Były premier opublikował w mediach społecznościowych nagranie z przejścia granicznego w Lubieszynie, na którym widać pojazdy Bundeswehry. „Niemieckie wojsko w Polsce czuje się jak u siebie. To przejście w Lubieszynie. Pytanie do rządu – kiedy z tym skończycie?” – napisał Pinokio. Dołączy też podpis sugerujący, iż niemieckie wojsko traktuje Szczecin jak własne terytorium. Wpis został już usunięty.
Szef MSWiA nie krył oburzenia. „Za pańskich rządów pojazdy Korpusu Północ-Wschód należące do niemieckiego wojska tak samo jeździły do Szczecina. To pojazd batalionu dowodzenia tej polsko-niemiecko-duńskiej jednostki, w której służą też przedstawiciele innych armii. Przekracza granice cztery razy dziennie, wiezie pocztę, zaopatrzenie itp. – reguluje to umowa między państwami NATO” – tłumaczył Tomasz Siemoniak.
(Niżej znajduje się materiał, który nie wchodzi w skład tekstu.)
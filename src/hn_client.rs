use async_trait::async_trait;
use reqwest::Client;
use serde::de::DeserializeOwned;
use serde::Deserialize;
use tracing::debug;

use crate::config::FetchConfig;
use crate::error::FetchError;
use crate::models::{Item, ItemId, ItemKind, SearchQuery, StoryCategory, User};
use crate::source::ItemSource;

const ITEM_API_URL: &str = "https://hacker-news.firebaseio.com/v0";
const SEARCH_API_URL: &str = "https://hn.algolia.com/api/v1";

/// Client for the public item API and the Algolia search API.
pub struct HackerNewsClient {
    client: Client,
    item_api_url: String,
    search_api_url: String,
}

impl HackerNewsClient {
    pub fn new(config: &FetchConfig) -> Result<Self, FetchError> {
        Self::with_base_urls(config, ITEM_API_URL, SEARCH_API_URL)
    }

    pub fn with_base_urls(
        config: &FetchConfig,
        item_api_url: &str,
        search_api_url: &str,
    ) -> Result<Self, FetchError> {
        // One timeout bounds single and batched fetches alike
        let client = Client::builder()
            .timeout(config.request_timeout())
            .user_agent(config.user_agent.clone())
            .build()
            .map_err(|e| FetchError::Transient(format!("building HTTP client: {}", e)))?;

        Ok(Self {
            client,
            item_api_url: item_api_url.trim_end_matches('/').to_string(),
            search_api_url: search_api_url.trim_end_matches('/').to_string(),
        })
    }

    // The item API answers unknown ids with a literal `null`
    async fn get_json<T: DeserializeOwned>(&self, url: &str) -> Result<Option<T>, FetchError> {
        let response = self.client.get(url).send().await?;
        let status = response.status();
        if !status.is_success() {
            return Err(FetchError::from_status(status, url));
        }
        Ok(response.json::<Option<T>>().await?)
    }

    pub fn item_url(&self, id: ItemId) -> String {
        format!("{}/item/{}.json", self.item_api_url, id)
    }

    pub fn search_url(&self, query: &SearchQuery) -> String {
        let mut url = format!(
            "{}/{}?tags={}&hitsPerPage={}&page={}",
            self.search_api_url,
            query.endpoint.path(),
            urlencoding::encode(&query.tags),
            query.page_size,
            query.page
        );
        if let Some(filters) = &query.numeric_filters {
            url.push_str("&numericFilters=");
            url.push_str(&urlencoding::encode(filters));
        }
        url
    }
}

#[async_trait]
impl ItemSource for HackerNewsClient {
    async fn fetch_item(&self, id: ItemId) -> Result<Item, FetchError> {
        let url = self.item_url(id);
        let item: Item = self
            .get_json(&url)
            .await?
            .ok_or_else(|| FetchError::NotFound(format!("item {}", id)))?;
        if item.id != id {
            return Err(FetchError::Malformed(format!(
                "asked for item {} but got {}",
                id, item.id
            )));
        }
        Ok(item)
    }

    async fn fetch_ranked_ids(&self, category: StoryCategory) -> Result<Vec<ItemId>, FetchError> {
        let url = format!("{}/{}.json", self.item_api_url, category.endpoint());
        let ids: Option<Vec<ItemId>> = self.get_json(&url).await?;
        let ids = ids.unwrap_or_default();
        debug!(category = %category, count = ids.len(), "Fetched ranked ids");
        Ok(ids)
    }

    async fn fetch_user(&self, username: &str) -> Result<User, FetchError> {
        let url = format!(
            "{}/user/{}.json",
            self.item_api_url,
            urlencoding::encode(username)
        );
        self.get_json(&url)
            .await?
            .ok_or_else(|| FetchError::NotFound(format!("user {}", username)))
    }

    async fn search_by_date(&self, query: &SearchQuery) -> Result<Vec<Item>, FetchError> {
        let url = self.search_url(query);
        let response: SearchResponse = self
            .get_json(&url)
            .await?
            .ok_or_else(|| FetchError::Malformed("empty search response".to_string()))?;
        Ok(response.hits.into_iter().filter_map(SearchHit::into_item).collect())
    }
}

#[derive(Debug, Deserialize)]
struct SearchResponse {
    #[serde(default)]
    hits: Vec<SearchHit>,
}

#[derive(Debug, Deserialize)]
struct SearchHit {
    #[serde(rename = "objectID")]
    object_id: String,
    title: Option<String>,
    url: Option<String>,
    author: Option<String>,
    points: Option<i64>,
    num_comments: Option<i64>,
    #[serde(default)]
    created_at_i: i64,
    story_text: Option<String>,
    comment_text: Option<String>,
    parent_id: Option<ItemId>,
    story_id: Option<ItemId>,
    story_title: Option<String>,
}

impl SearchHit {
    fn into_item(self) -> Option<Item> {
        let id = match self.object_id.parse::<ItemId>() {
            Ok(id) => id,
            Err(_) => {
                debug!(object_id = %self.object_id, "Skipping search hit with non-numeric id");
                return None;
            }
        };

        let title = self.title.unwrap_or_default();
        let mut item = if !title.is_empty() {
            let mut story = Item::new(id, ItemKind::Story);
            story.title = title;
            story.url = self.url.unwrap_or_default();
            story.comment_count = self.num_comments.unwrap_or(0);
            story.text = self.story_text.unwrap_or_default();
            story
        } else {
            let mut comment = Item::new(id, ItemKind::Comment);
            comment.text = self.comment_text.unwrap_or_default();
            // Feed entries point at their story so the thread can be opened
            comment.parent_id = self.story_id.or(self.parent_id).unwrap_or(0);
            comment.title = self.story_title.unwrap_or_default();
            comment
        };
        item.author = self.author.unwrap_or_default();
        item.created_at = self.created_at_i;
        item.score = self.points.unwrap_or(0);
        Some(item)
    }
}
Pinokio odpowiada ministrowi
O wymianę zdań w mediach społecznościowych Pinokio pytany był w czwartek na konferencji prasowej. Były premier w rządzie Patola i Socjal zwrócił się do szefa MSWiA, odsyłając go do napisanego przez siebie artykułu.
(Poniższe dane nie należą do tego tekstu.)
impl Database {
    pub fn open(path: &Path) -> Result<Self> {
        if let Some(dir) = path.parent() {
            if !dir.as_os_str().is_empty() && !dir.exists() {
                std::fs::create_dir_all(dir)?;
            }
        }
        let conn = Connection::open(path)?;
        conn.pragma_update_and_check(None, "journal_mode", "WAL", |_| Ok(()))?;
        Self::with_connection(conn)
    }

    pub fn open_in_memory() -> Result<Self> {
        Self::with_connection(Connection::open_in_memory()?)
    }

    fn with_connection(conn: Connection) -> Result<Self> {
        for migration in MIGRATIONS {
            conn.execute(migration, [])
                .map_err(|e| anyhow!("migration failed: {}\nSQL: {}", e, migration))?;
        }
        Ok(Self {
            conn: Arc::new(Mutex::new(conn)),
        })
    }

    fn lock(&self) -> Result<MutexGuard<'_, Connection>> {
        self.conn
            .lock()
            .map_err(|_| anyhow!("Failed to lock database connection"))
    }

    // Items

    pub fn get_item(&self, id: ItemId) -> Result<Option<CacheEntry<Item>>> {
        let conn = self.lock()?;
        let entry = conn
            .query_row(
                "SELECT id, kind, author, created_at, text, parent_id, url, title, score,
                        comment_count, children, parts, dead, deleted, fetched_at
                 FROM items WHERE id = ?1",
                params![id as i64],
                item_from_row,
            )
            .optional()?;
        Ok(entry)
    }

    pub fn put_item(&self, item: &Item, fetched_at: i64) -> Result<()> {
        let children = serde_json::to_string(&item.children)?;
        let parts = serde_json::to_string(&item.parts)?;
        let conn = self.lock()?;
        conn.execute(
            "INSERT OR REPLACE INTO items (id, kind, author, created_at, text, parent_id, url,
                title, score, comment_count, children, parts, dead, deleted, fetched_at)
             VALUES (?1, ?2, ?3, ?4, ?5, ?6, ?7, ?8, ?9, ?10, ?11, ?12, ?13, ?14, ?15)",
            params![
                item.id as i64,
                item.kind.as_str(),
                item.author,
                item.created_at,
                item.text,
                item.parent_id as i64,
                item.url,
                item.title,
                item.score,
                item.comment_count,
                children,
                parts,
                item.dead,
                item.deleted,
                fetched_at,
            ],
        )?;
        conn.execute("DELETE FROM missing_items WHERE id = ?1", params![item.id as i64])?;
        Ok(())
    }

    pub fn delete_item(&self, id: ItemId) -> Result<()> {
        let conn = self.lock()?;
        conn.execute("DELETE FROM items WHERE id = ?1", params![id as i64])?;
        Ok(())
    }

    /// Records that the remote has no item `id`, dropping any stored copy.
    pub fn mark_item_missing(&self, id: ItemId, checked_at: i64) -> Result<()> {
        let conn = self.lock()?;
        conn.execute("DELETE FROM items WHERE id = ?1", params![id as i64])?;
        conn.execute(
            "INSERT OR REPLACE INTO missing_items (id, checked_at) VALUES (?1, ?2)",
            params![id as i64, checked_at],
        )?;
        Ok(())
    }

    /// When the remote last reported `id` missing. Storing the item clears it.
    pub fn item_missing_since(&self, id: ItemId) -> Result<Option<i64>> {
        let conn = self.lock()?;
        let checked_at = conn
            .query_row(
                "SELECT checked_at FROM missing_items WHERE id = ?1",
                params![id as i64],
                |row| row.get(0),
            )
            .optional()?;
        Ok(checked_at)
    }

    // Ranked lists

    pub fn get_story_list(&self, category: StoryCategory) -> Result<Option<CacheEntry<Vec<ItemId>>>> {
        let conn = self.lock()?;
        let row = conn
            .query_row(
                "SELECT item_ids, fetched_at FROM story_lists WHERE category = ?1",
                params![category.as_str()],
                |row| Ok((row.get::<_, String>(0)?, row.get::<_, i64>(1)?)),
            )
            .optional()?;
        match row {
            Some((ids, fetched_at)) => Ok(Some(CacheEntry::new(serde_json::from_str(&ids)?, fetched_at))),
            None => Ok(None),
        }
    }

    pub fn put_story_list(&self, category: StoryCategory, ids: &[ItemId], fetched_at: i64) -> Result<()> {
        let ids = serde_json::to_string(ids)?;
        let conn = self.lock()?;
        conn.execute(
            "INSERT OR REPLACE INTO story_lists (category, item_ids, fetched_at) VALUES (?1, ?2, ?3)",
            params![category.as_str(), ids, fetched_at],
        )?;
        Ok(())
    }

    pub fn delete_story_list(&self, category: StoryCategory) -> Result<()> {
        let conn = self.lock()?;
        conn.execute(
            "DELETE FROM story_lists WHERE category = ?1",
            params![category.as_str()],
        )?;
        Ok(())
    }

    // Users

    pub fn get_user(&self, username: &str) -> Result<Option<CacheEntry<User>>> {
        let conn = self.lock()?;
        let row = conn
            .query_row(
                "SELECT id, created, karma, about, submitted, fetched_at FROM users WHERE id = ?1",
                params![username],
                |row| {
                    Ok((
                        row.get::<_, String>(0)?,
                        row.get::<_, i64>(1)?,
                        row.get::<_, i64>(2)?,
                        row.get::<_, String>(3)?,
                        row.get::<_, String>(4)?,
                        row.get::<_, i64>(5)?,
                    ))
                },
            )
            .optional()?;
        match row {
            Some((id, created, karma, about, submitted, fetched_at)) => {
                let user = User {
                    id,
                    created,
                    karma,
                    about,
                    submitted: serde_json::from_str(&submitted)?,
                };
                Ok(Some(CacheEntry::new(user, fetched_at)))
            }
            None => Ok(None),
        }
    }

    pub fn put_user(&self, user: &User, fetched_at: i64) -> Result<()> {
        let submitted = serde_json::to_string(&user.submitted)?;
        let conn = self.lock()?;
        conn.execute(
            "INSERT OR REPLACE INTO users (id, created, karma, about, submitted, fetched_at)
             VALUES (?1, ?2, ?3, ?4, ?5, ?6)",
            params![user.id, user.created, user.karma, user.about, submitted, fetched_at],
        )?;
        Ok(())
    }

    pub fn delete_user(&self, username: &str) -> Result<()> {
        let conn = self.lock()?;
        conn.execute("DELETE FROM users WHERE id = ?1", params![username])?;
        Ok(())
    }

    // Monitored comments

    /// Watched comments, least recently checked first.
    pub fn monitored_comments_due(&self, limit: usize) -> Result<Vec<MonitoredComment>> {
        let conn = self.lock()?;
        let mut stmt = conn.prepare(
            "SELECT item_id, root_story_id, known_children, last_checked_at, depth, created_at
             FROM monitored_comments
             ORDER BY last_checked_at ASC, item_id ASC
             LIMIT ?1",
        )?;
        let rows = stmt.query_map(params![limit as i64], monitored_from_row)?;

        let mut comments = Vec::new();
        for row in rows {
            comments.push(row??);
        }
        Ok(comments)
    }

    pub fn get_monitored_comment(&self, item_id: ItemId) -> Result<Option<MonitoredComment>> {
        let conn = self.lock()?;
        let row = conn
            .query_row(
                "SELECT item_id, root_story_id, known_children, last_checked_at, depth, created_at
                 FROM monitored_comments WHERE item_id = ?1",
                params![item_id as i64],
                monitored_from_row,
            )
            .optional()?;
        row.transpose()
    }

    pub fn upsert_monitored_comment(&self, comment: &MonitoredComment) -> Result<()> {
        let known = serde_json::to_string(&comment.known_child_ids)?;
        let conn = self.lock()?;
        conn.execute(
            "INSERT OR REPLACE INTO monitored_comments
                (item_id, root_story_id, known_children, last_checked_at, depth, created_at)
             VALUES (?1, ?2, ?3, ?4, ?5, ?6)",
            params![
                comment.item_id as i64,
                comment.root_story_id as i64,
                known,
                comment.last_checked_at,
                comment.depth,
                comment.created_at,
            ],
        )?;
        Ok(())
    }

    /// Registers a watch unless one already exists. Returns whether it was inserted.
    pub fn insert_monitored_comment_if_absent(&self, comment: &MonitoredComment) -> Result<bool> {
        let known = serde_json::to_string(&comment.known_child_ids)?;
        let conn = self.lock()?;
        let inserted = conn.execute(
            "INSERT OR IGNORE INTO monitored_comments
                (item_id, root_story_id, known_children, last_checked_at, depth, created_at)
             VALUES (?1, ?2, ?3, ?4, ?5, ?6)",
            params![
                comment.item_id as i64,
                comment.root_story_id as i64,
                known,
                comment.last_checked_at,
                comment.depth,
                comment.created_at,
            ],
        )?;
        Ok(inserted > 0)
    }

    pub fn remove_monitored_comment(&self, item_id: ItemId) -> Result<()> {
        let conn = self.lock()?;
        conn.execute(
            "DELETE FROM monitored_comments WHERE item_id = ?1",
            params![item_id as i64],
        )?;
        Ok(())
    }

    pub fn clear_monitored_comments(&self) -> Result<usize> {
        let conn = self.lock()?;
        Ok(conn.execute("DELETE FROM monitored_comments", [])?)
    }

    pub fn monitored_comment_count(&self) -> Result<usize> {
        let conn = self.lock()?;
        let count: i64 = conn.query_row("SELECT COUNT(*) FROM monitored_comments", [], |row| row.get(0))?;
        Ok(count as usize)
    }

    // Notifications

    /// Inserts unless a notification for the same reply exists. Returns whether it was inserted.
    pub fn add_notification(&self, notification: &Notification) -> Result<bool> {
        let conn = self.lock()?;
        let inserted = conn.execute(
            "INSERT OR IGNORE INTO notifications
                (item_id, parent_id, root_story_id, author, text_preview, created_at, read)
             VALUES (?1, ?2, ?3, ?4, ?5, ?6, ?7)",
            params![
                notification.item_id as i64,
                notification.parent_id as i64,
                notification.root_story_id as i64,
                notification.author,
                notification.text_preview,
                notification.created_at,
                notification.read,
            ],
        )?;
        Ok(inserted > 0)
    }

    /// Newest first.
    pub fn list_notifications(&self, limit: usize) -> Result<Vec<Notification>> {
        let conn = self.lock()?;
        let mut stmt = conn.prepare(
            "SELECT item_id, parent_id, root_story_id, author, text_preview, created_at, read
             FROM notifications
             ORDER BY created_at DESC, item_id DESC
             LIMIT ?1",
        )?;
        let rows = stmt.query_map(params![limit as i64], |row| {
            Ok(Notification {
                item_id: row.get::<_, i64>(0)? as ItemId,
                parent_id: row.get::<_, i64>(1)? as ItemId,
                root_story_id: row.get::<_, i64>(2)? as ItemId,
                author: row.get(3)?,
                text_preview: row.get(4)?,
                created_at: row.get(5)?,
                read: row.get(6)?,
            })
        })?;

        let mut notifications = Vec::new();
        for notification in rows {
            notifications.push(notification?);
        }
        Ok(notifications)
    }

    pub fn unread_notification_count(&self) -> Result<usize> {
        let conn = self.lock()?;
        let count: i64 = conn.query_row(
            "SELECT COUNT(*) FROM notifications WHERE read = 0",
            [],
            |row| row.get(0),
        )?;
        Ok(count as usize)
    }

    pub fn notification_count(&self) -> Result<usize> {
        let conn = self.lock()?;
        let count: i64 = conn.query_row("SELECT COUNT(*) FROM notifications", [], |row| row.get(0))?;
        Ok(count as usize)
    }

    pub fn mark_notification_read(&self, item_id: ItemId) -> Result<bool> {
        let conn = self.lock()?;
        let updated = conn.execute(
            "UPDATE notifications SET read = 1 WHERE item_id = ?1",
            params![item_id as i64],
        )?;
        Ok(updated > 0)
    }

    pub fn mark_all_notifications_read(&self) -> Result<usize> {
        let conn = self.lock()?;
        Ok(conn.execute("UPDATE notifications SET read = 1 WHERE read = 0", [])?)
    }
}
— Panie Siemoniak, radzę zapoznać się z niedawno przeze mnie opublikowanym artykułem w „Rzeczpospolitej”; nieco dłuższa wersja, wszystko, co najważniejsze, żeby pan poznał też pewne zagrożenia i poszerzył swoje horyzonty wyobraźni — powiedział Pinokio.
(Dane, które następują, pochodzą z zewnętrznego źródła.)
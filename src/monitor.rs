//! Background watcher that turns new replies into notifications.
//!
//! Watched comments live only in the store; every cycle reads the least
//! recently checked batch, re-fetches each one, and diffs its children against
//! the known set. Replies found within the depth budget become watched too.
//! The unread count is published on a `watch` channel, so a slow reader only
//! ever sees the latest value.

use std::collections::HashSet;
use std::sync::Arc;

use tokio::sync::watch;
use tokio::task::JoinHandle;
use tokio::time::{interval_at, Instant, MissedTickBehavior};
use tokio_util::sync::CancellationToken;
use tracing::{debug, info, warn};

use crate::cache::Cache;
use crate::config::MonitorConfig;
use crate::error::FetchError;
use crate::models::{Item, ItemId, ItemKind, MonitoredComment, Notification};
use crate::preview::text_preview;

#[derive(Debug, Default, Clone, PartialEq, Eq)]
pub struct SeedReport {
    pub fetched: usize,
    pub comments: usize,
    pub registered: usize,
}

#[derive(Debug, Default, Clone, PartialEq, Eq)]
pub struct PollReport {
    pub checked: usize,
    pub failed: usize,
    pub new_notifications: usize,
    pub newly_watched: usize,
    pub cancelled: bool,
}

pub struct Monitor {
    cache: Arc<Cache>,
    config: MonitorConfig,
    unread: watch::Sender<usize>,
}

impl Monitor {
    /// The receiver starts at the stored unread count and is marked changed
    /// after every cycle that created notifications.
    pub fn new(cache: Arc<Cache>, config: MonitorConfig) -> (Self, watch::Receiver<usize>) {
        let initial = cache.store().unread_notification_count().unwrap_or_else(|e| {
            warn!(error = %e, "Failed to count unread notifications");
            0
        });
        let (unread, receiver) = watch::channel(initial);
        (
            Self {
                cache,
                config,
                unread,
            },
            receiver,
        )
    }

    /// Watches the user's most recent comments. Comments already watched keep
    /// their known replies.
    pub async fn seed_from_user(
        &self,
        username: &str,
        cancel: &CancellationToken,
    ) -> Result<SeedReport, FetchError> {
        let user = self.cache.refresh_user(username).await?;
        let recent: Vec<ItemId> = user
            .submitted
            .iter()
            .copied()
            .take(self.config.seed_count)
            .collect();

        let items = self.cache.refresh_items(&recent, cancel).await?;
        let mut report = SeedReport::default();
        let now = self.cache.now();

        for item in items.into_iter().flatten() {
            report.fetched += 1;
            if item.kind != ItemKind::Comment {
                continue;
            }
            report.comments += 1;

            let watched = MonitoredComment {
                item_id: item.id,
                root_story_id: self.resolve_root_story(&item).await,
                known_child_ids: item.children.iter().copied().collect(),
                last_checked_at: now,
                depth: 0,
                created_at: now,
            };
            match self.cache.store().insert_monitored_comment_if_absent(&watched) {
                Ok(true) => report.registered += 1,
                Ok(false) => {}
                Err(e) => warn!(item_id = item.id, error = %e, "Failed to register watched comment"),
            }
        }

        info!(
            username,
            fetched = report.fetched,
            comments = report.comments,
            registered = report.registered,
            "Seeded reply monitor"
        );
        Ok(report)
    }

    /// Walks parents up to the thread root. When an ancestor cannot be
    /// loaded, the last id known on the way up is used.
    pub async fn resolve_root_story(&self, comment: &Item) -> ItemId {
        let mut current = comment.clone();
        let mut seen = HashSet::new();
        while current.parent_id != 0 {
            let parent_id = current.parent_id;
            if !seen.insert(parent_id) {
                return parent_id;
            }
            match self.cache.item(parent_id).await {
                Ok(parent) if parent.kind.is_root_kind() => return parent.id,
                Ok(parent) => current = parent,
                Err(e) => {
                    debug!(item_id = parent_id, error = %e, "Ancestor unavailable, stopping walk");
                    return parent_id;
                }
            }
        }
        current.id
    }

    /// One pass over the stalest watched comments.
    pub async fn poll_once(&self, cancel: &CancellationToken) -> PollReport {
        let mut report = PollReport::default();
        let store = self.cache.store();

        let due = match store.monitored_comments_due(self.config.poll_batch_size) {
            Ok(due) => due,
            Err(e) => {
                warn!(error = %e, "Failed to read watched comments");
                return report;
            }
        };

        for mut watched in due {
            if cancel.is_cancelled() {
                report.cancelled = true;
                break;
            }

            let fetched = tokio::select! {
                biased;
                _ = cancel.cancelled() => {
                    report.cancelled = true;
                    break;
                }
                fetched = self.cache.refresh_item(watched.item_id) => fetched,
            };
            // Left unchecked so it sorts first next cycle
            let item = match fetched {
                Ok(item) => item,
                Err(e) => {
                    report.failed += 1;
                    debug!(item_id = watched.item_id, error = %e, "Watched comment fetch failed");
                    continue;
                }
            };
            report.checked += 1;

            let new_children: Vec<ItemId> = item
                .children
                .iter()
                .copied()
                .filter(|id| !watched.known_child_ids.contains(id))
                .collect();

            if !new_children.is_empty() {
                let replies = match self.cache.refresh_items(&new_children, cancel).await {
                    Ok(replies) => replies,
                    Err(_) => {
                        report.cancelled = true;
                        break;
                    }
                };
                for reply in replies.into_iter().flatten() {
                    if self.record_reply(&watched, &reply) {
                        report.new_notifications += 1;
                    }
                    if watched.depth < self.config.max_depth && self.watch_reply(&watched, &reply) {
                        report.newly_watched += 1;
                    }
                }
            }

            watched.known_child_ids.extend(item.children.iter().copied());
            watched.last_checked_at = self.cache.now();
            if let Err(e) = store.upsert_monitored_comment(&watched) {
                warn!(item_id = watched.item_id, error = %e, "Failed to update watched comment");
            }
        }

        if report.new_notifications > 0 {
            self.announce_unread();
        }
        report
    }

    // Returns whether a notification was created
    fn record_reply(&self, watched: &MonitoredComment, reply: &Item) -> bool {
        let notification = Notification {
            item_id: reply.id,
            parent_id: watched.item_id,
            root_story_id: watched.root_story_id,
            author: reply.author.clone(),
            text_preview: text_preview(&reply.text, self.config.preview_chars),
            created_at: reply.created_at,
            read: false,
        };
        match self.cache.store().add_notification(&notification) {
            Ok(inserted) => inserted,
            Err(e) => {
                warn!(item_id = reply.id, error = %e, "Failed to store notification");
                false
            }
        }
    }

    fn watch_reply(&self, watched: &MonitoredComment, reply: &Item) -> bool {
        let now = self.cache.now();
        let child = MonitoredComment {
            item_id: reply.id,
            root_story_id: watched.root_story_id,
            known_child_ids: reply.children.iter().copied().collect(),
            last_checked_at: now,
            depth: watched.depth + 1,
            created_at: now,
        };
        match self.cache.store().insert_monitored_comment_if_absent(&child) {
            Ok(inserted) => inserted,
            Err(e) => {
                warn!(item_id = reply.id, error = %e, "Failed to watch reply");
                false
            }
        }
    }

    fn announce_unread(&self) {
        let unread = match self.cache.store().unread_notification_count() {
            Ok(unread) => unread,
            Err(e) => {
                warn!(error = %e, "Failed to count unread notifications");
                return;
            }
        };
        self.unread.send_replace(unread);
    }

    /// Polls every interval until `cancel` fires.
    pub async fn run(&self, cancel: CancellationToken) {
        let period = self.config.interval();
        let mut ticker = interval_at(Instant::now() + period, period);
        ticker.set_missed_tick_behavior(MissedTickBehavior::Delay);
        info!(interval_secs = period.as_secs(), "Reply monitor started");

        loop {
            tokio::select! {
                biased;
                _ = cancel.cancelled() => break,
                _ = ticker.tick() => {}
            }

            let report = self.poll_once(&cancel).await;
            debug!(
                checked = report.checked,
                failed = report.failed,
                new_notifications = report.new_notifications,
                newly_watched = report.newly_watched,
                "Reply monitor cycle finished"
            );
            if report.cancelled {
                break;
            }
        }
        info!("Reply monitor stopped");
    }

    pub fn spawn(self: Arc<Self>, cancel: CancellationToken) -> JoinHandle<()> {
        tokio::spawn(async move { self.run(cancel).await })
    }
}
Polityk Patola i Socjal najprawdopodobniej nawiązał do opublikowanego na początku lipca na łamach „Rzeczpospolitej” artykułu dotyczącego rosnących wydatków Niemiec na obronność. „Jedno jest jednak pewne: jeżeli Niemcy rzeczywiście przeznaczą 5 proc. swojego PKB na zbrojenia, będzie to nie tylko największy wysiłek od czasów zimnej wojny, ale i punkt zwrotny dla układu sił w Europie. A powrót niemieckiej siły militarnej przestanie być hipotezą – będzie kwestią czasu” — pisał były premier.